The intervention group received six sessions of behavioral support plus pharmacotherapy (varenicline or nicotine replacement therapy). The researchers delivered the intervention between 2 and 48 hours after the initial telephone consultation. The usual care group received very brief smoking cessation counseling with referral to local cessation services, according to Williams.

The primary endpoint was self-reported smoking abstinence from 7 days to 3 months.

Overall, 40 patients were lost to the intervention group and 48 were lost to the usual care group.

The researchers reported a higher self-reported point prevalence of 7-day smoking abstinence among participants in the intervention group than the usual care group (21.1% vs. 8.9%; OR=2.83; CI at 95%, 1.44-5.61; P = .002). Additionally, both successful and unsuccessful smoking cessation attempts were more likely among participants in the intervention group than those in the usual care group (37.5% versus 22%; OR = 2.11; 95% CI, 1 .29-3.47; P = 0.003).
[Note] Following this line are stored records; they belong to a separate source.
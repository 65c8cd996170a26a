//! The run step.

use tracing::{debug, instrument};

use crate::config::{Config, Language};
use crate::runner::ExecuteError;
use crate::sandbox::{
    IsolateAction, IsolateCommand, Sandbox, resolve_program, run_program, validate_mounts,
};
use crate::types::{ExecutionOutcome, ResourceLimits};

/// Run the prepared program against one input.
///
/// For compiled languages the binary from an earlier compile step is
/// executed; for interpreted ones the staged source is. Input always
/// arrives on the program's stdin, never inside the source text.
///
/// Limit precedence, lowest first: configured defaults, the language's
/// `run.limits`, then caller overrides.
#[instrument(skip(sandbox, config, input))]
pub async fn execute(
    sandbox: &Sandbox,
    config: &Config,
    language: &Language,
    input: &[u8],
    limits: Option<&ResourceLimits>,
) -> Result<ExecutionOutcome, ExecuteError> {
    let mut effective = config.default_limits.clone();
    if let Some(ref lang_limits) = language.run.limits {
        effective = effective.with_overrides(lang_limits);
    }
    if let Some(user_limits) = limits {
        effective = effective.with_overrides(user_limits);
    }

    let mut run_cmd = match language.compile {
        Some(ref compile_config) => {
            let binary = &compile_config.output_name;
            if !sandbox.file_exists(binary).await? {
                return Err(ExecuteError::NotStaged(format!(
                    "binary '{binary}' not found in sandbox; compile first"
                )));
            }
            Language::expand_command(&language.run.command, &compile_config.source_name, binary)
        }
        None => {
            let source_name = language.source_name();
            if !sandbox.file_exists(&source_name).await? {
                return Err(ExecuteError::NotStaged(format!(
                    "source '{source_name}' not found in sandbox; stage it first"
                )));
            }
            Language::expand_command(&language.run.command, &source_name, &source_name)
        }
    };
    resolve_program(&mut run_cmd)?;
    debug!(?run_cmd, "executing program");

    validate_mounts(&language.run.mounts)?;

    let memory_limit = effective.memory_limit;

    let mut command = IsolateCommand::new(config.isolate_binary(), sandbox.id())
        .action(IsolateAction::Run)
        .cgroup(config.cgroup)
        .limits(effective)
        .working_dir("/box")
        .env("PATH", &language.run.path)
        .mounts(config.sandbox_mounts.iter().cloned())
        .mounts(language.run.mounts.iter().cloned())
        .command(run_cmd);
    for (key, value) in &language.run.env {
        command = command.env(key, value);
    }

    let mut outcome = run_program(sandbox, command, input).await?;

    // isolate reports OOM kills as plain signals; attribute them to the
    // memory ceiling when the peak reading supports it
    if let Some(limit_kb) = memory_limit {
        outcome.detect_memory_kill(limit_kb);
    }

    debug!(
        status = ?outcome.status,
        limit = ?outcome.limit,
        time = outcome.time,
        memory_kb = outcome.memory_kb,
        exit_code = ?outcome.exit_code,
        "run step finished"
    );

    Ok(outcome)
}
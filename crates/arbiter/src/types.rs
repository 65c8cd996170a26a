//! Core types shared between the sandbox layer and the judge.

use serde::{Deserialize, Serialize};

/// Resource ceilings applied to one sandboxed execution.
///
/// Units follow isolate's command line: seconds for time, kilobytes for
/// memory. `None` means "no flag passed", letting lower-priority defaults
/// apply; see [`ResourceLimits::with_overrides`].
#[derive(Debug, Clone, Serialize, Deserialize)]
pub struct ResourceLimits {
    /// CPU time ceiling in seconds
    #[serde(default)]
    pub time_limit: Option<f64>,

    /// Wall-clock ceiling in seconds
    #[serde(default)]
    pub wall_time_limit: Option<f64>,

    /// Memory ceiling in kilobytes
    #[serde(default)]
    pub memory_limit: Option<u64>,

    /// Stack size ceiling in kilobytes
    #[serde(default)]
    pub stack_limit: Option<u64>,

    /// Maximum number of processes/threads
    #[serde(default)]
    pub max_processes: Option<u32>,

    /// Maximum size of any written file in kilobytes
    #[serde(default)]
    pub max_output: Option<u64>,

    /// Maximum open file descriptors
    #[serde(default)]
    pub max_open_files: Option<u32>,

    /// Grace period in seconds between a limit firing and the hard kill
    #[serde(default)]
    pub extra_time: Option<f64>,
}

impl ResourceLimits {
    /// 1 megabyte in kilobytes
    pub const MB: u64 = 1024;
    /// 1 gigabyte in kilobytes
    pub const GB: u64 = 1024 * 1024;

    /// Limits with every field unset.
    pub fn none() -> Self {
        Self {
            time_limit: None,
            wall_time_limit: None,
            memory_limit: None,
            stack_limit: None,
            max_processes: None,
            max_output: None,
            max_open_files: None,
            extra_time: None,
        }
    }

    /// Build limits from the wire units of a judge request: milliseconds of
    /// wall-clock budget and bytes of memory.
    ///
    /// The CPU ceiling is set to the same value as the wall-clock ceiling so
    /// a busy-looping program and a sleeping one are cut off at the same
    /// point. Bytes round up to whole kilobytes. Fields the request does not
    /// control stay `None` and fall through to configured defaults.
    pub fn from_request(time_limit_ms: u64, memory_limit_bytes: u64) -> Self {
        let seconds = time_limit_ms as f64 / 1000.0;
        Self {
            time_limit: Some(seconds),
            wall_time_limit: Some(seconds),
            memory_limit: Some(memory_limit_bytes.div_ceil(1024)),
            ..Self::none()
        }
    }

    /// Set the CPU time ceiling in seconds
    pub fn with_time_limit(mut self, seconds: f64) -> Self {
        self.time_limit = Some(seconds);
        self
    }

    /// Set the wall-clock ceiling in seconds
    pub fn with_wall_time_limit(mut self, seconds: f64) -> Self {
        self.wall_time_limit = Some(seconds);
        self
    }

    /// Set the memory ceiling in kilobytes
    pub fn with_memory_limit(mut self, kb: u64) -> Self {
        self.memory_limit = Some(kb);
        self
    }

    /// Set the maximum number of processes
    pub fn with_max_processes(mut self, count: u32) -> Self {
        self.max_processes = Some(count);
        self
    }

    /// Merge with another set of limits, preferring present fields of
    /// `overrides` over fields of `self`.
    pub fn with_overrides(&self, overrides: &ResourceLimits) -> ResourceLimits {
        ResourceLimits {
            time_limit: overrides.time_limit.or(self.time_limit),
            wall_time_limit: overrides.wall_time_limit.or(self.wall_time_limit),
            memory_limit: overrides.memory_limit.or(self.memory_limit),
            stack_limit: overrides.stack_limit.or(self.stack_limit),
            max_processes: overrides.max_processes.or(self.max_processes),
            max_output: overrides.max_output.or(self.max_output),
            max_open_files: overrides.max_open_files.or(self.max_open_files),
            extra_time: overrides.extra_time.or(self.extra_time),
        }
    }
}

impl Default for ResourceLimits {
    fn default() -> Self {
        Self {
            time_limit: Some(5.0),
            wall_time_limit: Some(5.0),
            memory_limit: Some(256 * Self::MB),
            stack_limit: Some(256 * Self::MB),
            max_processes: Some(1),
            max_output: Some(64 * Self::MB),
            max_open_files: Some(64),
            extra_time: Some(0.5),
        }
    }
}

/// Raw result of running one program once inside the sandbox.
///
/// This is what the judge's classifier consumes. Timing and memory figures
/// come from isolate's meta file, never from the program itself.
#[derive(Debug, Clone, Default)]
pub struct ExecutionOutcome {
    /// Terminal state of the process
    pub status: RunStatus,

    /// Which resource ceiling was hit, if any
    pub limit: LimitBreach,

    /// CPU time used in seconds
    pub time: f64,

    /// Wall-clock time used in seconds
    pub wall_time: f64,

    /// Peak memory in kilobytes (cgroup figure when available, else max RSS)
    pub memory_kb: u64,

    /// Exit code if the process exited normally
    pub exit_code: Option<i32>,

    /// Signal number if the process was killed by a signal
    pub signal: Option<i32>,

    /// Diagnostic message from isolate
    pub message: Option<String>,

    /// Captured standard output
    pub stdout: Option<Vec<u8>>,

    /// Captured standard error
    pub stderr: Option<Vec<u8>>,
}

impl ExecutionOutcome {
    /// True when the process ran to completion with exit code 0 and no
    /// ceiling was breached.
    #[must_use]
    pub fn completed(&self) -> bool {
        matches!(self.status, RunStatus::Ok) && self.exit_code == Some(0) && !self.limit.breached()
    }

    /// Captured stdout as a string, lossily decoded.
    pub fn stdout_lossy(&self) -> String {
        self.stdout
            .as_deref()
            .map(|b| String::from_utf8_lossy(b).into_owned())
            .unwrap_or_default()
    }

    /// Captured stderr as a string, lossily decoded.
    pub fn stderr_lossy(&self) -> String {
        self.stderr
            .as_deref()
            .map(|b| String::from_utf8_lossy(b).into_owned())
            .unwrap_or_default()
    }

    /// Wall-clock time in whole milliseconds, rounded to nearest.
    pub fn wall_time_ms(&self) -> u64 {
        (self.wall_time * 1000.0).round() as u64
    }

    /// Peak memory in bytes.
    pub fn memory_bytes(&self) -> u64 {
        self.memory_kb * 1024
    }

    /// Reinterpret an abnormal termination as a memory kill when the peak
    /// usage was at or near the ceiling.
    ///
    /// Under cgroup limiting the OOM killer fires exactly at the ceiling;
    /// under RLIMIT_AS the failed allocation aborts the program with the
    /// peak a little below it. Both arrive from isolate as generic
    /// failures, so anything abnormal that peaked within 90% of the
    /// ceiling is attributed to it.
    pub fn detect_memory_kill(&mut self, limit_kb: u64) {
        if self.limit.breached() || limit_kb == 0 {
            return;
        }
        let abnormal = !matches!(self.status, RunStatus::Ok) || self.exit_code != Some(0);
        if abnormal && self.memory_kb * 10 >= limit_kb * 9 {
            self.limit = LimitBreach::Memory;
        }
    }
}

/// Terminal state of a sandboxed process, mapped from isolate's two-letter
/// status codes. Absence of a status code means the process exited normally.
#[derive(Debug, Clone, Copy, PartialEq, Eq, Default, Serialize, Deserialize)]
pub enum RunStatus {
    /// Ran to completion (exit code may still be non-zero)
    #[default]
    #[serde(rename = "OK")]
    Ok,

    /// Exited with a non-zero code
    #[serde(rename = "RE")]
    RuntimeError,

    /// Killed after exceeding a time ceiling
    #[serde(rename = "TO")]
    TimedOut,

    /// Killed by a signal
    #[serde(rename = "SG")]
    Signaled,

    /// Sandbox-internal failure, not attributable to the program
    #[serde(rename = "XX")]
    InternalError,
}

impl RunStatus {
    /// Map an isolate status code. Unknown codes are treated as internal
    /// errors rather than silently passing.
    pub fn from_code(code: &str) -> Self {
        match code {
            "OK" => RunStatus::Ok,
            "RE" => RunStatus::RuntimeError,
            "TO" => RunStatus::TimedOut,
            "SG" => RunStatus::Signaled,
            "XX" => RunStatus::InternalError,
            _ => RunStatus::InternalError,
        }
    }
}

/// Which resource ceiling an execution ran into.
#[derive(Debug, Clone, Copy, PartialEq, Eq, Default, Serialize, Deserialize)]
#[serde(rename_all = "snake_case")]
pub enum LimitBreach {
    /// No ceiling was hit
    #[default]
    None,

    /// CPU time ceiling
    CpuTime,

    /// Wall-clock ceiling
    WallTime,

    /// Memory ceiling
    Memory,

    /// Output size ceiling
    Output,
}

impl LimitBreach {
    /// Infer the breached ceiling from isolate's free-text message.
    pub fn from_message(message: Option<&str>) -> Self {
        let Some(msg) = message else {
            return LimitBreach::None;
        };
        let msg = msg.to_lowercase();

        if msg.contains("time limit") {
            if msg.contains("wall") {
                LimitBreach::WallTime
            } else {
                LimitBreach::CpuTime
            }
        } else if msg.contains("memory") || msg.contains("out of memory") {
            LimitBreach::Memory
        } else if msg.contains("output") {
            LimitBreach::Output
        } else {
            LimitBreach::None
        }
    }

    /// True when any ceiling was hit.
    #[must_use]
    pub fn breached(&self) -> bool {
        !matches!(self, LimitBreach::None)
    }

    /// True for either flavor of time ceiling.
    #[must_use]
    pub fn is_time(&self) -> bool {
        matches!(self, LimitBreach::CpuTime | LimitBreach::WallTime)
    }
}

/// A host directory made visible inside the sandbox.
#[derive(Debug, Clone, Serialize, Deserialize)]
pub struct MountConfig {
    /// Host path
    pub source: String,

    /// Path inside the sandbox
    pub target: String,

    /// Mount read-write instead of the default read-only
    #[serde(default)]
    pub writable: bool,

    /// Skip silently when the host path does not exist
    #[serde(default)]
    pub optional: bool,
}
Participants in the intervention group also had higher varenicline use (28% versus 2.7%; OR=13.65; 95% CI, 1.72-108.24; P = 0.01), single component nicotine replacement therapy (21% vs 5.5%; OR = 4.53; 95% CI, 0.95-21.61; P = 0.05) and two-component nicotine replacement therapy (37% vs 3.8%; OR = 6.41; 95% CI, 1.75-23.51; P = .005). Participants in the usual care group had higher e-cigarette use compared to those in the intervention group (30.5% versus 14%; OR=0.37; 95% CI, 0.13-1, 04; P = .05).

“Remote quit interventions are successful in increasing quit rates. This is a little less than what we saw with the initial phase of the trial. Thus, a combination of approaches is likely to be useful in this patient cohort,” Williams said.

“Lung screen parameters are effective learning moments for quitting smoking. Immediacy of intervention and pharmacotherapy are important in this cohort of patients because people who are heavily dependent on nicotine have been smoking for a long time. All lung cancer screening or health checkup facilities really should incorporate smoking cessation into their programs.